CSX has requested that Ohio spend about $60 million to do the bridge work which would be on their Chicago-Pittsburgh-Washington main line in eastern Ohio. Ohio Gov. Ted Strickland already has pledged to work with state and federal officials to support the gateway projects.

Similar requests have been made for such “clearance projects” along the same route in Pennsylvania, Maryland, and West Virginia and on connecting routes in other eastern states. CSX estimated the combined cost of building terminals, raising bridges, and other improvements at $700 million.

CSX has committed $300 million to the initiative and plans to work with several states and the federal government to secure additional funding. $130 million is to be spent in Ohio, including $80 million for the new North Baltimore terminal and $50 million for expansion of the rail yard in south Columbus. One of the key purposes of the North Baltimore terminal would be sorting shipments received at Chicago from Pacific ports and placing them on new trains bound for destinations in CSX’s network. Such shipments today are often unloaded at the western railroads’ terminals, trucked across Chicago’s congested expressways and then reloaded onto trains at CSX’s Chicago yards. Other shipments bound for destinations only a day’s drive from Chicago stay on the trucks. CSX would like to capture that business, a goal that would be facilitated by new North Baltimore terminal.

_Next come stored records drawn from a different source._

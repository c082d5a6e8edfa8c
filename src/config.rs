//! Back-end configuration: which back end to target and
//! the bag of per-back-end flags that drives it.
//!
//! `TranslateOptions` is the typed shape; `OptionBag` is how the CLI's
//! repeated `--opt k=v` flags (and any other untyped caller) get there,
//! the same `serde`/`serde_json` pairing used elsewhere in this crate's
//! project manifest handling.

use serde::{Deserialize, Serialize};
use serde_json::{Map, Value};

#[derive(Debug, Clone, Copy, PartialEq, Eq)]
pub enum Backend {
    Native,
    Latex,
    Graph,
}

impl std::str::FromStr for Backend {
    type Err = String;

    fn from_str(s: &str) -> Result<Self, Self::Err> {
        match s {
            "native" => Ok(Backend::Native),
            "latex" => Ok(Backend::Latex),
            "graph" => Ok(Backend::Graph),
            other => Err(format!("unknown back end '{other}', expected native, latex or graph")),
        }
    }
}

/// The typed option set every back end receives. Back ends
/// that don't use a given flag simply ignore it — `format_code` only
/// matters to `native`, `bond_info`/`bond_distances` only to `native` and
/// `latex`.
#[derive(Debug, Clone, Serialize, Deserialize, PartialEq)]
#[serde(default)]
pub struct TranslateOptions {
    /// Whether the native back end should emit rustfmt-friendly whitespace
    /// (blank lines between items) rather than the tightest legal layout.
    pub format_code: bool,
    /// Emit `BOND_INFO`-gated code (per-bond metadata accessors).
    pub bond_info: bool,
    /// Emit `BOND_DISTANCES`-gated code (pairwise distance accessors).
    pub bond_distances: bool,
    /// Output directory for generated files; `None` means "caller decides".
    pub out_dir: Option<String>,
}

impl Default for TranslateOptions {
    fn default() -> Self {
        Self { format_code: true, bond_info: false, bond_distances: false, out_dir: None }
    }
}

/// An untyped `k=v` bag (the CLI's `--opt k=v ... `) coerced into a
/// `TranslateOptions` by `serde_json`, so the Rust API can also build one up
/// programmatically without a CLI in the loop.
#[derive(Debug, Clone, Default)]
pub struct OptionBag(Map<String, Value>);

impl OptionBag {
    pub fn new() -> Self {
        Self(Map::new())
    }

    /// Inserts `key=value`, coercing `value` to a bool or number when it
    /// parses as one and falling back to a string otherwise.
    pub fn set(&mut self, key: &str, value: &str) {
        let coerced = if let Ok(b) = value.parse::<bool>() {
            Value::Bool(b)
        } else if let Ok(n) = value.parse::<i64>() {
            Value::Number(n.into())
        } else {
            Value::String(value.to_string())
        };
        self.0.insert(key.to_string(), coerced);
    }

    /// Parses a single `key=value` CLI flag, rejecting anything without an
    /// `=`.
    pub fn from_pair(pair: &str) -> Result<(String, String), String> {
        let (k, v) = pair.split_once('=').ok_or_else(|| format!("expected key=value, got '{pair}'"))?;
        Ok((k.to_string(), v.to_string()))
    }

    pub fn into_translate_options(self) -> Result<TranslateOptions, serde_json::Error> {
        serde_json::from_value(Value::Object(self.0))
    }
}
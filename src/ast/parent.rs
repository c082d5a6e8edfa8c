//! Builds the `ParentMap` in a single post-parse walk (design notes: parent
//! pointers are non-owning, looked up by `NodeId` rather than embedded).

use crate::visitor::{self, Visitor};

use super::{Annotation, Constraint, Expr, Method, ParentMap, Stmt};

pub struct ParentLinker {
    stack: Vec<super::NodeId>,
    parents: ParentMap,
}

impl ParentLinker {
    pub fn new() -> Self {
        Self { stack: Vec::new(), parents: ParentMap::new() }
    }

    pub fn link(method: &Method) -> ParentMap {
        let mut linker = Self::new();
        linker.visit_method(method);
        linker.parents
    }

    fn record(&mut self, id: super::NodeId) {
        if let Some(&parent) = self.stack.last() {
            self.parents.insert(id, parent);
        }
    }
}

impl Visitor for ParentLinker {
    fn visit_annotation(&mut self, annotation: &Annotation) {
        self.record(annotation.header.id);
        self.stack.push(annotation.header.id);
        visitor::walk_annotation(self, annotation);
        self.stack.pop();
    }

    fn visit_stmt(&mut self, stmt: &Stmt) {
        self.record(stmt.header.id);
        self.stack.push(stmt.header.id);
        visitor::walk_stmt(self, stmt);
        self.stack.pop();
    }

    fn visit_constraint(&mut self, constraint: &Constraint) {
        self.record(constraint.header.id);
        self.stack.push(constraint.header.id);
        visitor::walk_constraint(self, constraint);
        self.stack.pop();
    }

    fn visit_expr(&mut self, expr: &Expr) {
        self.record(expr.header.id);
        self.stack.push(expr.header.id);
        visitor::walk_expr(self, expr);
        self.stack.pop();
    }
}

The gateway would expand capacity for freight moving in and out of the Midwest, reduce truck traffic on congested highways and create thousands of jobs, CSX said.

“More and more, the nation is becoming aware of the tremendous safety, economic and environmental benefits that railroads create,” said CSX Chairman, President and Chief Executive Officer Michael Ward in a prepared statement. “The National Gateway leverages those benefits to the fullest.”

In expressing his support for the “Gateway” plans, Governor Strickland said, “This is a major competitive advantage that can greatly benefit the citizens of Ohio, and the state of Ohio is committed to doing its part to help build this sort of needed infrastructure. In doing so, we’ll also be setting an example for other states around the nation.”

The North Baltimore facility, for which CSX hopes to break ground late this year and plans a 2010 opening, is expected to employ about 100 people. The total Ohio investment is expected to cost $190 million, and the projects could bring “thousands” of new jobs to the state by the time of completion in 2015, the company said.

“I think we both see that central Ohio is a key area for logistics development in the future,” said Ward.

After decades of cutbacks and business lost to trucking companies, railroads are making a comeback thanks in part to high oil prices. Ward said railroads can ship a ton of freight 423 miles on one gallon of fuel and one train can carry the load of more than 280 trucks.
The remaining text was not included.